Mais Paphnuce songea qu’il convenait d’avertir son hôte de son dessein :

— Tu connais, lui dit-il, cette Thaïs qui joue dans les jeux du théâtre ?

— Elle est belle, répondit Nicias, et il fut un temps où elle m’était chère. J’ai vendu pour elle un moulin et deux champs de blé et j’ai composé en son honneur trois livres de détestables élégies. Certes la beauté est ce qu’il y a de plus puissant au monde, et, si nous étions faits pour la posséder toujours, nous nous soucierions aussi peu que possible du démiurge, du logos, des éons et de toutes les autres rêveries des philosophes. Mais j’admire, bon Paphnuce, que tu viennes du fond de la Thébaïde me parler de Thaïs.

Ayant dit, il soupira doucement. Et Paphnuce le contemplait avec horreur, ne concevant pas qu’un homme pût avouer si tranquillement un tel péché. Il s’attendait à voir la terre s’ouvrir et Nicias s’abîmer dans les flammes. Mais le sol resta ferme, et l’Alexandrin silencieux, le front dans la main, souriait tristement aux images de sa jeunesse envolée. Le moine, s’étant levé, reprit d’une voix grave :

— Sache donc, Nicias, qu’avec l’aide de Dieu j’arracherai cette Thaïs aux immondes amours de la terre et la donnerai pour épouse à Jésus-Christ. Si l’Esprit saint ne m’abandonne. Thaïs quittera aujourd’hui cette ville pour entrer dans un monastère.
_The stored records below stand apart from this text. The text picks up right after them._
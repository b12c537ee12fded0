//! Core record types and the shared pipeline error.

use serde::{Deserialize, Serialize};
use serde_json::{Map, Value};
use thiserror::Error;

/// A normalized entity produced by one of the source adapters.
///
/// `key` is the stable source identifier (business id for registry companies,
/// investor id for roster entries) and doubles as the upsert conflict key in
/// the store: re-running a pipeline updates existing rows instead of
/// duplicating them. `details` carries the structured payload verbatim and is
/// persisted as an opaque document.
#[derive(Clone, Debug, Serialize, Deserialize, PartialEq)]
pub struct Profile {
    pub key: String,
    pub name: String,
    pub details: Map<String, Value>,
}

impl Profile {
    pub fn new(key: impl Into<String>, name: impl Into<String>) -> Self {
        Self {
            key: key.into(),
            name: name.into(),
            details: Map::new(),
        }
    }

    #[must_use]
    pub fn with_details(mut self, details: Map<String, Value>) -> Self {
        self.details = details;
        self
    }
}

/// Profiles paired one-to-one with their embedding vectors.
///
/// The embedding service returns vectors positionally, with no correlation
/// key, so the pairing is only trustworthy at the moment both sequences are
/// in hand. [`EmbeddedProfiles::pair`] is the single place that zips them and
/// it refuses mismatched lengths; everything downstream consumes the pairs
/// and can no longer mix up indices.
#[derive(Clone, Debug)]
pub struct EmbeddedProfiles {
    items: Vec<(Profile, Vec<f32>)>,
}

impl EmbeddedProfiles {
    /// Zips profiles with their vectors, rejecting length mismatches.
    pub fn pair(
        profiles: Vec<Profile>,
        vectors: Vec<Vec<f32>>,
    ) -> Result<Self, PipelineError> {
        if profiles.len() != vectors.len() {
            return Err(PipelineError::Alignment {
                profiles: profiles.len(),
                vectors: vectors.len(),
            });
        }
        Ok(Self {
            items: profiles.into_iter().zip(vectors).collect(),
        })
    }

    pub fn len(&self) -> usize {
        self.items.len()
    }

    pub fn is_empty(&self) -> bool {
        self.items.is_empty()
    }

    pub fn items(&self) -> &[(Profile, Vec<f32>)] {
        &self.items
    }

    pub fn into_items(self) -> Vec<(Profile, Vec<f32>)> {
        self.items
    }
}

/// Failures surfaced by the ingestion pipelines.
///
/// Recoverable degradations (classification fetch, label translation) are
/// handled in place and never reach this type; everything here aborts the
/// stage that produced it.
#[derive(Debug, Error)]
pub enum PipelineError {
    #[error("configuration error: {0}")]
    Config(String),

    #[error("registry fetch failed: {0}")]
    Fetch(String),

    #[error("investor roster unavailable: {0}")]
    Roster(String),

    #[error("embedding request failed: {0}")]
    Embedding(String),

    #[error("store write failed: {0}")]
    Store(String),

    #[error("{profiles} profiles paired with {vectors} vectors")]
    Alignment { profiles: usize, vectors: usize },

    #[error(transparent)]
    Http(#[from] reqwest::Error),

    #[error("io error: {0}")]
    Io(#[from] std::io::Error),
}

#[cfg(test)]
mod tests {
    use super::*;

    fn profile(key: &str) -> Profile {
        Profile::new(key, key.to_uppercase())
    }

    #[test]
    fn pair_zips_in_order() {
        let batch = EmbeddedProfiles::pair(
            vec![profile("a"), profile("b")],
            vec![vec![0.1], vec![0.2]],
        )
        .unwrap();

        assert_eq!(batch.len(), 2);
        assert_eq!(batch.items()[0].0.key, "a");
        assert_eq!(batch.items()[0].1, vec![0.1]);
        assert_eq!(batch.items()[1].0.key, "b");
        assert_eq!(batch.items()[1].1, vec![0.2]);
    }

    #[test]
    fn pair_rejects_mismatched_lengths() {
        let result = EmbeddedProfiles::pair(vec![profile("a")], vec![]);
        match result {
            Err(PipelineError::Alignment { profiles, vectors }) => {
                assert_eq!(profiles, 1);
                assert_eq!(vectors, 0);
            }
            other => panic!("expected alignment error, got {other:?}"),
        }
    }

    #[test]
    fn pair_accepts_empty() {
        let batch = EmbeddedProfiles::pair(vec![], vec![]).unwrap();
        assert!(batch.is_empty());
    }
}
— Crains d’offenser Vénus, répondit Nicias ; c’est une puissante déesse. Elle sera irritée contre toi si tu lui ravis sa plus illustre servante.
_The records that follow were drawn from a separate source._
//! PostgREST-style HTTP backend.
//!
//! Upserts are `POST /rest/v1/{table}?on_conflict={key}` with
//! `Prefer: resolution=merge-duplicates`; id resolution is a plain filtered
//! select. The service key travels both as `apikey` and as a bearer token,
//! which is what PostgREST deployments behind an API gateway expect.

use async_trait::async_trait;
use reqwest::Client;
use serde_json::{Map, Value};
use url::Url;

use super::{Backend, KeyedId};
use crate::types::PipelineError;

pub struct PostgrestStore {
    client: Client,
    base: Url,
    service_key: String,
}

impl PostgrestStore {
    pub fn new(client: Client, base: Url, service_key: impl Into<String>) -> Self {
        Self {
            client,
            base,
            service_key: service_key.into(),
        }
    }

    fn table_url(&self, table: &str) -> Result<Url, PipelineError> {
        self.base
            .join(&format!("rest/v1/{table}"))
            .map_err(|err| PipelineError::Store(format!("invalid table url for '{table}': {err}")))
    }
}

#[async_trait]
impl Backend for PostgrestStore {
    async fn upsert(
        &self,
        table: &str,
        conflict_key: &str,
        rows: &[Value],
    ) -> Result<(), PipelineError> {
        if rows.is_empty() {
            return Ok(());
        }
        let url = self.table_url(table)?;
        self.client
            .post(url)
            .query(&[("on_conflict", conflict_key)])
            .header("apikey", &self.service_key)
            .bearer_auth(&self.service_key)
            .header("Prefer", "resolution=merge-duplicates,return=minimal")
            .json(rows)
            .send()
            .await?
            .error_for_status()
            .map_err(|err| PipelineError::Store(format!("upsert into '{table}' failed: {err}")))?;
        Ok(())
    }

    async fn select_ids(
        &self,
        table: &str,
        key_column: &str,
        keys: &[String],
    ) -> Result<Vec<KeyedId>, PipelineError> {
        if keys.is_empty() {
            return Ok(Vec::new());
        }
        let url = self.table_url(table)?;
        let select = format!("id,{key_column}");
        let filter = format!(
            "in.({})",
            keys.iter()
                .map(|key| quoted(key))
                .collect::<Vec<_>>()
                .join(",")
        );
        let response = self
            .client
            .get(url)
            .query(&[("select", select.as_str()), (key_column, filter.as_str())])
            .header("apikey", &self.service_key)
            .bearer_auth(&self.service_key)
            .send()
            .await?
            .error_for_status()
            .map_err(|err| {
                PipelineError::Store(format!("id read-back from '{table}' failed: {err}"))
            })?;
        let rows: Vec<Map<String, Value>> = response
            .json()
            .await
            .map_err(|err| PipelineError::Store(format!("malformed read-back rows: {err}")))?;

        let mut ids = Vec::with_capacity(rows.len());
        for row in rows {
            let id = row
                .get("id")
                .and_then(Value::as_i64)
                .ok_or_else(|| PipelineError::Store(format!("row in '{table}' missing id")))?;
            let key = row
                .get(key_column)
                .and_then(Value::as_str)
                .ok_or_else(|| {
                    PipelineError::Store(format!("row in '{table}' missing '{key_column}'"))
                })?
                .to_string();
            ids.push(KeyedId { id, key });
        }
        Ok(ids)
    }
}

/// PostgREST `in.(...)` values are quoted so ids containing commas or
/// reserved characters survive; embedded quotes are stripped rather than
/// escaped since no natural key legitimately contains one.
fn quoted(key: &str) -> String {
    format!("\"{}\"", key.replace('"', ""))
}
//! Source adapters producing normalized [`Profile`](crate::types::Profile)
//! records.
//!
//! Two sources feed the pipelines:
//!
//! * [`registry`]: paginated fetch from the company registry, with
//!   filtering, address/name normalization, and industry label resolution.
//! * [`roster`]: a fixed local JSON document of investors, mapped verbatim.

pub mod registry;
pub mod roster;

pub use registry::RegistryClient;
pub use roster::load_investors;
— Dieu me protégera, dit Paphnuce. Puisse-t-il éclairer ton cœur, ô Nicias, et te tirer de l’abîme où tu es plongé !

Et il sortit. Mais Nicias l’avait suivi. Le rejoignant au seuil, il lui posa la main sur l’épaule et lui répéta dans le creux de l’oreille :

— Crains d’offenser Vénus ; sa vengeance est terrible.
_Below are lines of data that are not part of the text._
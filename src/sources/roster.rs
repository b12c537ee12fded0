//! Static investor roster loader.
//!
//! The roster is a local JSON array of investor objects maintained by hand.
//! Each object is carried into the profile payload verbatim so no curated
//! field is lost, however the roster schema evolves.

use std::path::Path;

use serde_json::{Map, Value};
use tokio::fs;
use tracing::info;

use crate::types::{PipelineError, Profile};

/// Reads and normalizes the roster document. A missing or malformed file is
/// fatal; the roster is the sole source for the investor pipeline.
pub async fn load_investors(path: &Path) -> Result<Vec<Profile>, PipelineError> {
    let raw = fs::read_to_string(path)
        .await
        .map_err(|err| PipelineError::Roster(format!("{}: {err}", path.display())))?;
    let entries: Vec<Map<String, Value>> = serde_json::from_str(&raw).map_err(|err| {
        PipelineError::Roster(format!("{} is not a valid roster: {err}", path.display()))
    })?;

    let mut profiles = Vec::with_capacity(entries.len());
    for (index, entry) in entries.into_iter().enumerate() {
        let Some(key) = investor_key(&entry) else {
            return Err(PipelineError::Roster(format!(
                "investor #{index} has neither 'id' nor 'name'"
            )));
        };
        let name = entry
            .get("name")
            .and_then(Value::as_str)
            .unwrap_or(&key)
            .to_string();
        profiles.push(Profile {
            key,
            name,
            details: entry,
        });
    }

    info!(count = profiles.len(), path = %path.display(), "investor roster loaded");
    Ok(profiles)
}

fn investor_key(entry: &Map<String, Value>) -> Option<String> {
    match entry.get("id") {
        Some(Value::String(id)) if !id.trim().is_empty() => return Some(id.trim().to_string()),
        Some(Value::Number(id)) => return Some(id.to_string()),
        _ => {}
    }
    entry
        .get("name")
        .and_then(Value::as_str)
        .map(str::trim)
        .filter(|name| !name.is_empty())
        .map(str::to_string)
}
use std::env;
use std::process::ExitCode;

use tracing_subscriber::{EnvFilter, FmtSubscriber};

use matchsmith::config::Settings;
use matchsmith::pipeline::{CompanyPipeline, InvestorPipeline, RunSummary};
use matchsmith::types::PipelineError;

#[tokio::main]
async fn main() -> ExitCode {
    init_tracing();
    dotenvy::dotenv().ok();

    match run().await {
        Ok(summary) => {
            println!("done: {summary}");
            ExitCode::SUCCESS
        }
        Err(err) => {
            eprintln!("matchsmith: {err}");
            ExitCode::FAILURE
        }
    }
}

async fn run() -> Result<RunSummary, PipelineError> {
    let command = env::args().nth(1).unwrap_or_default();
    let settings = Settings::from_env()?;

    match command.as_str() {
        "companies" => CompanyPipeline::from_settings(&settings)?.run().await,
        "investors" => InvestorPipeline::from_settings(&settings)?.run().await,
        "" => Err(PipelineError::Config(
            "usage: matchsmith <companies|investors>".to_string(),
        )),
        other => Err(PipelineError::Config(format!(
            "unknown command '{other}'; expected 'companies' or 'investors'"
        ))),
    }
}

fn init_tracing() {
    static INIT: std::sync::Once = std::sync::Once::new();
    INIT.call_once(|| {
        let filter = EnvFilter::try_from_default_env().unwrap_or_else(|_| EnvFilter::new("info"));
        let subscriber = FmtSubscriber::builder().with_env_filter(filter).finish();
        let _ = tracing::subscriber::set_global_default(subscriber);
    });
}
Paphnuce, dédaigneux des paroles légères, sortit sans détourner la tête. Les propos de Nicias ne lui inspiraient que du mépris ; mais ce qu’il ne pouvait souffrir, c’est l’idée que son ami d’autrefois avait reçu les caresses de Thaïs. Il lui semblait que pécher avec cette femme, c’était pécher plus détestablement qu’avec toute autre. Il y trouvait une malice singulière, et Nicias lui était désormais en exécration. Il avait toujours haï l’impureté, mais certes les images de ce vice ne lui avaient jamais paru à ce point abominables ; jamais il n’avait partagé d’un tel cœur la colère de Jésus et la tristesse des anges.

Il n’en éprouvait que plus d’ardeur à tirer Thaïs du milieu des gentils, et il lui tardait de voir la comédienne afin de la sauver. Mais il lui fallait attendre, pour pénétrer chez cette femme, que la grande chaleur du jour fût tombée. Or la matinée s’achevait à peine et Paphnuce allait par les voies populeuses. Il avait résolu de ne prendre aucune nourriture en cette journée, afin d’être moins indigne des grâces qu’il demandait au ciel. A la grande tristesse de son âme, il n’osait entrer dans aucune des églises de la ville, parce qu’il les savait profanées par les ariens, qui y avaient renversé la table du Seigneur. Il marchait donc à l’aventure, tantôt tenant ses regards fixés à terre par humilité, tantôt levant les yeux vers le ciel, comme en extase. Après avoir erré quelque temps, il se trouva sur un des quais de la ville. Le port artificiel abritait devant lui d’innombrables navires aux sombres carènes, tandis que souriait au large, dans l’azur et l’argent, la mer perfide. Une galère, qui portait une Néréide à sa proue, venait de lever l’ancre. Les rameurs frappaient l’onde en chantant ; déjà, la blanche fille des eaux, couverte de perles humides, ne laissait plus voir au moine qu’un fuyant profil. Elle franchit, conduite par son pilote, l’étroit passage ouvert sur le bassin d’Eunostos et gagna la haute mer, laissant dernière elle un sillage fleuri.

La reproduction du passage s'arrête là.